In reverence to Samuel Coleridge and his poem "The Rime of the Ancient Mariner" ("Water, water every where, Nor any drop to drink") - one could say "Guidance, guidance all around, yet not a drop of truth."
Let's dip into what folks learned at last week's NAB/RAB and the amounts of dubious information the radio industry is soaking up from "experts" with little-to-no experience in the field, who are writing words based on conjecture.
"There is plenty of information available for operating online; but, as with hoards of analytical metrics that are also out there, you have to know what to ignore."
Maybe I missed it (and if so, certainly welcome a correction), but did anything of substance come out of last week's get-together in Las Vegas? Beside radio trades headlining 90,000+ in attendance (and I'm guessing only a couple of thousand were from the U.S. radio industry), I've scoured trade journals to see words indicating we have a new direction. Please forward anything you found 'cause I didn't see a blurb.

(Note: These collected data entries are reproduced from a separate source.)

//! A `TermSet` represents the observed phenotype terms of one individual
use tracing::debug;

use crate::matrix::Matrix;
use crate::similarity::{Similarity, SimilarityCombiner};
use crate::term::{Iter, TermGroup};
use crate::Ontology;

/// A deduplicated set of resolved ontology terms
///
/// A `TermSet` typically records the clinical phenotype of one individual.
/// It is built from raw tokens (IDs, names, synonyms or alternate IDs);
/// tokens unknown to the ontology are dropped, because upstream phenotype
/// extraction is never fully clean and a missing term must not fail a
/// whole cohort computation.
///
/// # Examples
///
/// ```
/// use phenosim::similarity::{Builtins, StandardCombiner};
/// use phenosim::{Ontology, TermId, TermSet};
///
/// let mut ontology = Ontology::default();
/// ontology.insert_term(TermId::try_from("HP:0000001").unwrap(), "All").unwrap();
/// ontology.insert_term(TermId::try_from("HP:0001250").unwrap(), "Seizure").unwrap();
/// ontology.create_cache();
///
/// let set = TermSet::from_tokens(
///     &ontology,
///     &["HP:0001250", "Seizure", "HP:9999999", "Mode of inheritance"],
/// );
/// // the duplicate and the two unknown tokens are gone
/// assert_eq!(set.len(), 1);
/// ```
pub struct TermSet<'a> {
    ontology: &'a Ontology,
    group: TermGroup,
}

impl<'a> TermSet<'a> {
    /// Constructs a `TermSet` from already resolved [`crate::TermId`]s
    pub fn new(ontology: &'a Ontology, group: TermGroup) -> Self {
        Self { ontology, group }
    }

    /// Resolves raw tokens against the ontology, silently dropping
    /// everything the ontology does not know
    ///
    /// Dropped tokens are logged at debug level.
    pub fn from_tokens(ontology: &'a Ontology, tokens: &[impl AsRef<str>]) -> Self {
        Self::from_tokens_checked(ontology, tokens).0
    }

    /// Like [`TermSet::from_tokens`], but also returns the dropped tokens
    ///
    /// Use this in pipelines that want to surface how lossy the term
    /// resolution was, without changing the lossy-but-safe default.
    pub fn from_tokens_checked(
        ontology: &'a Ontology,
        tokens: &[impl AsRef<str>],
    ) -> (Self, Vec<String>) {
        let mut group = TermGroup::with_capacity(tokens.len());
        let mut dropped = Vec::new();
        for token in tokens {
            let token = token.as_ref();
            match ontology.resolve(token) {
                Some(id) => {
                    group.insert(id);
                }
                None => {
                    debug!("Skipping {}: not part of the ontology", token);
                    dropped.push(token.to_string());
                }
            }
        }
        (Self { ontology, group }, dropped)
    }

    /// Returns the number of terms in the set
    pub fn len(&self) -> usize {
        self.group.len()
    }

    /// Returns `true` if the set contains no terms
    pub fn is_empty(&self) -> bool {
        self.group.is_empty()
    }

    /// Returns the resolved [`crate::TermId`]s of the set
    pub fn term_ids(&self) -> &TermGroup {
        &self.group
    }

    /// Returns an iterator of the [`crate::Term`]s in the set
    pub fn iter(&self) -> Iter<'_> {
        self.ontology.iter_group(&self.group)
    }

    /// Returns a new `TermSet` that contains only the child-most terms
    ///
    /// Terms that are an ancestor of another term in the set carry no
    /// additional information and are removed.
    pub fn child_nodes(&self) -> TermSet<'a> {
        let group = self
            .group
            .iter()
            .filter(|id| {
                self.group.iter().all(|other| {
                    !self
                        .ontology
                        .get_unchecked(other)
                        .all_parents()
                        .contains(id)
                })
            })
            .collect();
        TermSet::new(self.ontology, group)
    }

    /// Calculates the similarity to another `TermSet`
    ///
    /// Every term of `self` is scored against every term of `other` with
    /// the injected [`Similarity`] algorithm and the resulting score matrix
    /// is reduced to a single value by the [`SimilarityCombiner`].
    ///
    /// The calculation is symmetric for any symmetric `Similarity` and any
    /// of the standard combiners. If either set is empty, the similarity
    /// is `0.0`.
    pub fn similarity(
        &self,
        other: &TermSet,
        similarity: &impl Similarity,
        combiner: &impl SimilarityCombiner,
    ) -> f32 {
        let mut scores = Vec::with_capacity(self.len() * other.len());
        for t1 in self.iter() {
            for t2 in other.iter() {
                scores.push(similarity.calculate(&t1, &t2));
            }
        }
        let m = Matrix::new(self.len(), other.len(), scores);
        combiner.calculate(&m)
    }
}

impl<'a> IntoIterator for &'a TermSet<'a> {
    type Item = crate::Term<'a>;
    type IntoIter = Iter<'a>;
    fn into_iter(self) -> Self::IntoIter {
        self.iter()
    }
}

What I did see last week, and a few weeks prior to that, is a glut of information coming from newfound "experts" in everything from podcasting to online advertising and social media to search engine optimization. All gave advice on how to take your radio station to new heights with each discipline.

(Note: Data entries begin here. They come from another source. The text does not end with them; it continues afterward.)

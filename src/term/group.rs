use std::ops::{BitAnd, BitOr};

use smallvec::SmallVec;

use crate::TermId;

/// A sorted set of [`TermId`]s
///
/// Each term can occur only once in the group, so a `TermGroup` is
/// deduplicated by construction. It is used for the parents and children of
/// a term as well as for the (deduplicated) term set of an individual.
#[derive(Debug, Default, Clone, PartialEq, Eq)]
pub struct TermGroup {
    ids: SmallVec<[TermId; 8]>,
}

impl TermGroup {
    /// Constructs a new, empty [`TermGroup`]
    pub fn new() -> Self {
        Self::default()
    }

    /// Constructs a new, empty [`TermGroup`] with the given capacity
    pub fn with_capacity(capacity: usize) -> Self {
        Self {
            ids: SmallVec::with_capacity(capacity),
        }
    }

    /// Returns `true` if the group contains no [`TermId`]s
    pub fn is_empty(&self) -> bool {
        self.ids.is_empty()
    }

    /// Returns the number of [`TermId`]s in the group
    pub fn len(&self) -> usize {
        self.ids.len()
    }

    /// Adds a new [`TermId`] to the group
    ///
    /// Returns whether the `TermId` was newly inserted. That is:
    ///
    /// - If the group did not previously contain this `TermId`, true is returned.
    /// - If the group already contained this `TermId`, false is returned.
    pub fn insert(&mut self, id: TermId) -> bool {
        match self.ids.binary_search(&id) {
            Ok(_) => false,
            Err(idx) => {
                self.ids.insert(idx, id);
                true
            }
        }
    }

    /// Adds a new [`TermId`] to the end of the group without checking
    /// uniqueness or sort order
    ///
    /// Callers must guarantee that `id` is larger than every ID already
    /// present, otherwise `contains` lookups will silently fail.
    fn insert_unchecked(&mut self, id: TermId) {
        self.ids.push(id);
    }

    /// Returns `true` if the group contains the [`TermId`]
    pub fn contains(&self, id: &TermId) -> bool {
        self.ids.binary_search(id).is_ok()
    }

    /// Returns an Iterator of the [`TermId`]s inside the group
    pub fn iter(&self) -> TermIds<'_> {
        TermIds::new(self.ids.iter())
    }
}

impl FromIterator<TermId> for TermGroup {
    fn from_iter<T: IntoIterator<Item = TermId>>(iter: T) -> Self {
        let mut group = TermGroup::new();
        for id in iter {
            group.insert(id);
        }
        group
    }
}

impl From<Vec<TermId>> for TermGroup {
    fn from(ids: Vec<TermId>) -> Self {
        ids.into_iter().collect()
    }
}

impl<'a> IntoIterator for &'a TermGroup {
    type Item = TermId;
    type IntoIter = TermIds<'a>;

    fn into_iter(self) -> TermIds<'a> {
        self.iter()
    }
}

/// An iterator over [`TermId`]s
pub struct TermIds<'a> {
    inner: std::slice::Iter<'a, TermId>,
}

impl<'a> TermIds<'a> {
    fn new(inner: std::slice::Iter<'a, TermId>) -> Self {
        Self { inner }
    }
}

impl Iterator for TermIds<'_> {
    type Item = TermId;
    fn next(&mut self) -> Option<TermId> {
        self.inner.next().copied()
    }
}

impl BitOr for &TermGroup {
    type Output = TermGroup;

    fn bitor(self, rhs: &TermGroup) -> TermGroup {
        let mut group = TermGroup::with_capacity(self.len() + rhs.len());
        let (large, small) = if self.len() > rhs.len() {
            (self, rhs)
        } else {
            (rhs, self)
        };

        for id in &large.ids {
            group.insert_unchecked(*id);
        }
        for id in &small.ids {
            group.insert(*id);
        }
        group
    }
}

impl BitAnd for &TermGroup {
    type Output = TermGroup;

    fn bitand(self, rhs: &TermGroup) -> TermGroup {
        let mut group = TermGroup::with_capacity(self.len());
        let (large, small) = if self.len() > rhs.len() {
            (self, rhs)
        } else {
            (rhs, self)
        };

        for id in &small.ids {
            if large.contains(id) {
                group.insert_unchecked(*id);
            }
        }
        group
    }
}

All share one thing in common; what they present is vague, incorrect information that mislabels the difficulty in reaching qoals.
I think we're having a problem with translation, as in Chinese products aimed at English-speaking consumers.
Only, what we have in radio is a systemic problem wherein a person reads about a subject, doesn't really do anything to bring that subject to life (or success), yet feels they have the knowledge to start guiding others with unsubstantiated claims of "you can do this, too."
What follows are a few examples, with podcasting being a good place to start.
Podcasting has been around since MTV VJ Adam Curry created the concept in 2004. It had a flurry of activity in the few years that followed, was laid to rest as a misunderstood element within radio, and has not been reborn to any degree of success.
Just to square away the definition, "podcasting" is the distribution of an audio file through Really Simple Syndication (RSS) or other distribution software. What the radio industry has been calling podcasting is on-demand downloading a file - nothing more. That's misinformation, point #1.
As for making money off of podcasting, there are so few people succeeding today that a claim like this is comparable to swatting a mosquito and pronouncing you've wiped out the insect population.
Public radio is at the forefront of all things digital, even it only has a few examples of on-demand programming (what the radio industry calls podcasting), and fewer - by definition - successful podcasts. I'm not aware of any broadcast operation that's making podcasting work, and I welcome anyone to correct this statement.
The other day I was reading a radio trade article about search engine optimization. It was filled with false promises. Yet, no one in radio has the ability to question the veracity of the information. Perhaps one view of the video (below) will give you reason why search engine optimizing is not just an extremely difficult item to do today, but it is also being subjugated by filtering techniques used by thousands of web sites and all major search engines.
If the embedded player does not show in your browser, use this link.
Another article printed in a well-known radio trade dealt with online advertising. I'm not sure where the author's information came from but it is nothing like what you'll find by spending a few minutes at the Interactive Advertising Bureau's web site. Mis-labeled ad formats, erroneous suggestions, no mention of reasons "why" conclusions were drawn were just part of the errors presented. Following these suggestions is going to guarantee nothing more than time wasted, yet it's there for all to read and heed - and not a person in the audience will question accuracy.
Finally, social media is something that we've seen printed about almost daily in radio trades. Yet, how many times have you seen words printed that define how you are to measure the impact of social media actions? If I've missed this, please forward the details because I know of teams of technology experts who argue over any company's ability to properly use Facebook, Twitter, Google+, etc., effectively.
In the radio industry, though, we have "experts" laying out their guidance on how a station needs to work SM - with no metrics to back up their claims, just lots of words claiming they know.
Coming back from this latest NAB/RAB, everyone in radio needs to take a moment and assess what they heard. Recently we had a high level individual calling for registration of people at radio web sites with no acknowledgement that until station web sites are more finely tuned to the expectations of visitors, a request for registration is most likely to generate a "not me" response. Use your own reaction to requests for registration as a guide on this.
Gathering user information is something that's required, and it's effective if done over time. Getting minute bits of information about a user on repetitive visits is key, so let's first get radio industry web sites to a point where they have content worthy of a person coming back. Then we should concentrate on the mechanics of gathering data. It's not done the other way around.
There is plenty of information available for operating online; but, as with hoards of analytical metrics that are also out there, you have to know what to ignore. From what I've been seeing lately that includes most of the guidance being given in radio trades and at industry conventions.
What's been happening for the last 15 years in the radio industry is this: everyone wants to drink the Kool-Aid, with very few people knowing that it is tainted (I have multiple years of in-field experience for each of the above disciplines, and do know).
What radio is demonstrating is akin to being thirsty in the middle of the ocean, not understanding that all you see is salt water. But, you drink it anyway just because you're thirsty. After awhile, as any mariner knows, that makes you delusional.